▸ Instructions to follow
Below this line is a set of entries; quote exactly the lines from the line that contains "self.instructions" to the line that contains "pub fn has_account_type(&self, type_name: &str)", both lines included.
BEGIN Data records
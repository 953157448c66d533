//! Solana wire support for the Lulo client.
//!
//! This crate handles address encoding, program derived addresses, manual
//! transaction wire format serialization, and the handful of System, SPL
//! Token and Associated Token Account instructions the invoice flows need.
//! Like the rest of the workspace it avoids `solana-sdk` and implements the
//! compact binary format by hand on top of `ed25519-dalek` and `bs58`.

pub mod address;
pub mod error;
pub mod pda;
pub mod spl_token;
pub mod transaction;

pub use address::{
    address_to_bytes, bytes_to_address, short_address, validate_address, Pubkey,
    NATIVE_MINT, SYSVAR_RENT_ID,
};
pub use error::SolError;
pub use pda::{create_program_address, find_program_address, is_on_curve};
pub use spl_token::{
    build_create_associated_token_account, build_sync_native, derive_associated_token_address,
    ASSOCIATED_TOKEN_PROGRAM_ID, TOKEN_PROGRAM_ID,
};
pub use transaction::{
    build_system_transfer, compile_transaction, decode_compact_u16, encode_compact_u16,
    serialize_message, sign_transaction, signature_to_string, CompiledInstruction,
    SolAccountMeta, SolInstruction, SolTransaction, SYSTEM_PROGRAM_ID,
};
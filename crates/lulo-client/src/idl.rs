//! Interface description documents (Anchor IDL JSON).
//!
//! The IDL is the single source for program addresses, instruction names,
//! the ordered account list each instruction expects, and argument types.

use lulo_sol::{address_to_bytes, Pubkey};
use serde::{Deserialize, Serialize};

use crate::anchor::instruction_discriminator;
use crate::error::ClientError;

#[derive(Debug, Clone, PartialEq, Eq, Serialize, Deserialize)]
pub struct Idl {
    pub version: String,
    pub name: String,
    pub instructions: Vec<IdlInstruction>,
    #[serde(default)]
    pub accounts: Vec<IdlTypeDef>,
    #[serde(default)]
    pub metadata: Option<IdlMetadata>,
}

#[derive(Debug, Clone, PartialEq, Eq, Serialize, Deserialize)]
pub struct IdlMetadata {
    pub address: String,
}

#[derive(Debug, Clone, PartialEq, Eq, Serialize, Deserialize)]
pub struct IdlInstruction {
    pub name: String,
    pub accounts: Vec<IdlAccountItem>,
    pub args: Vec<IdlField>,
}

#[derive(Debug, Clone, PartialEq, Eq, Serialize, Deserialize)]
#[serde(rename_all = "camelCase")]
pub struct IdlAccountItem {
    pub name: String,
    pub is_mut: bool,
    pub is_signer: bool,
}

#[derive(Debug, Clone, PartialEq, Eq, Serialize, Deserialize)]
pub struct IdlField {
    pub name: String,
    #[serde(rename = "type")]
    pub ty: IdlType,
}

#[derive(Debug, Clone, PartialEq, Eq, Serialize, Deserialize)]
pub struct IdlTypeDef {
    pub name: String,
    #[serde(rename = "type")]
    pub ty: IdlTypeDefTy,
}

#[derive(Debug, Clone, PartialEq, Eq, Serialize, Deserialize)]
pub struct IdlTypeDefTy {
    pub kind: String,
    #[serde(default)]
    pub fields: Vec<IdlField>,
}

/// Primitive field types used by the invoice and marketplace programs.
#[derive(Debug, Clone, Copy, PartialEq, Eq, Serialize, Deserialize)]
#[serde(rename_all = "camelCase")]
pub enum IdlType {
    Bool,
    U8,
    U64,
    I64,
    PublicKey,
}

impl Idl {
    pub fn from_json(json: &str) -> Result<Self, ClientError> {
        Ok(serde_json::from_str(json)?)
    }

    /// Program address recorded in the document's metadata.
    pub fn address(&self) -> Result<Pubkey, ClientError> {
        let metadata = self.metadata.as_ref().ok_or_else(|| {
            ClientError::Idl(format!("{} has no metadata.address", self.name))
        })?;
        Ok(address_to_bytes(&metadata.address)?)
    }

    pub fn instruction(&self, name: &str) -> Result<&IdlInstruction, ClientError> {
        self.instructions
            .iter()
            .find(|ix| ix.name == name)
            .ok_or_else(|| {
                ClientError::Idl(format!("{} declares no instruction {name}", self.name))
            })
    }

    pub fn has_account_type(&self, type_name: &str) -> bool {
        self.accounts.iter().any(|a| a.name == type_name)
    }
}

impl IdlInstruction {
    /// Check `args` against the declared argument types and encode the
    /// instruction data (discriminator + Borsh args).
    pub fn encode_args(&self, args: &[ArgValue]) -> Result<Vec<u8>, ClientError> {
        if args.len() != self.args.len() {
            return Err(ClientError::Idl(format!(
                "{} expects {} args, got {}",
                self.name,
                self.args.len(),
                args.len()
            )));
        }

        let mut data = instruction_discriminator(&self.name).to_vec();
        for (field, arg) in self.args.iter().zip(args) {
            if field.ty != arg.ty() {
                return Err(ClientError::Idl(format!(
                    "{}: arg {} is {:?}, got {:?}",
                    self.name,
                    field.name,
                    field.ty,
                    arg.ty()
                )));
            }
            arg.encode_into(&mut data);
        }
        Ok(data)
    }
}

/// An instruction argument value.
#[derive(Debug, Clone, Copy, PartialEq, Eq)]
pub enum ArgValue {
    Bool(bool),
    U8(u8),
    U64(u64),
    I64(i64),
    PublicKey(Pubkey),
}

impl ArgValue {
    pub fn ty(&self) -> IdlType {
        match self {
            ArgValue::Bool(_) => IdlType::Bool,
            ArgValue::U8(_) => IdlType::U8,
            ArgValue::U64(_) => IdlType::U64,
            ArgValue::I64(_) => IdlType::I64,
            ArgValue::PublicKey(_) => IdlType::PublicKey,
        }
    }

    fn encode_into(&self, out: &mut Vec<u8>) {
        match self {
            ArgValue::Bool(v) => out.push(*v as u8),
            ArgValue::U8(v) => out.push(*v),
            ArgValue::U64(v) => out.extend_from_slice(&v.to_le_bytes()),
            ArgValue::I64(v) => out.extend_from_slice(&v.to_le_bytes()),
            ArgValue::PublicKey(k) => out.extend_from_slice(k),
        }
    }
}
END Data records
▸ The answer
        self.instructions
            .iter()
            .find(|ix| ix.name == name)
            .ok_or_else(|| {
                ClientError::Idl(format!("{} declares no instruction {name}", self.name))
            })
    }

    pub fn has_account_type(&self, type_name: &str) -> bool {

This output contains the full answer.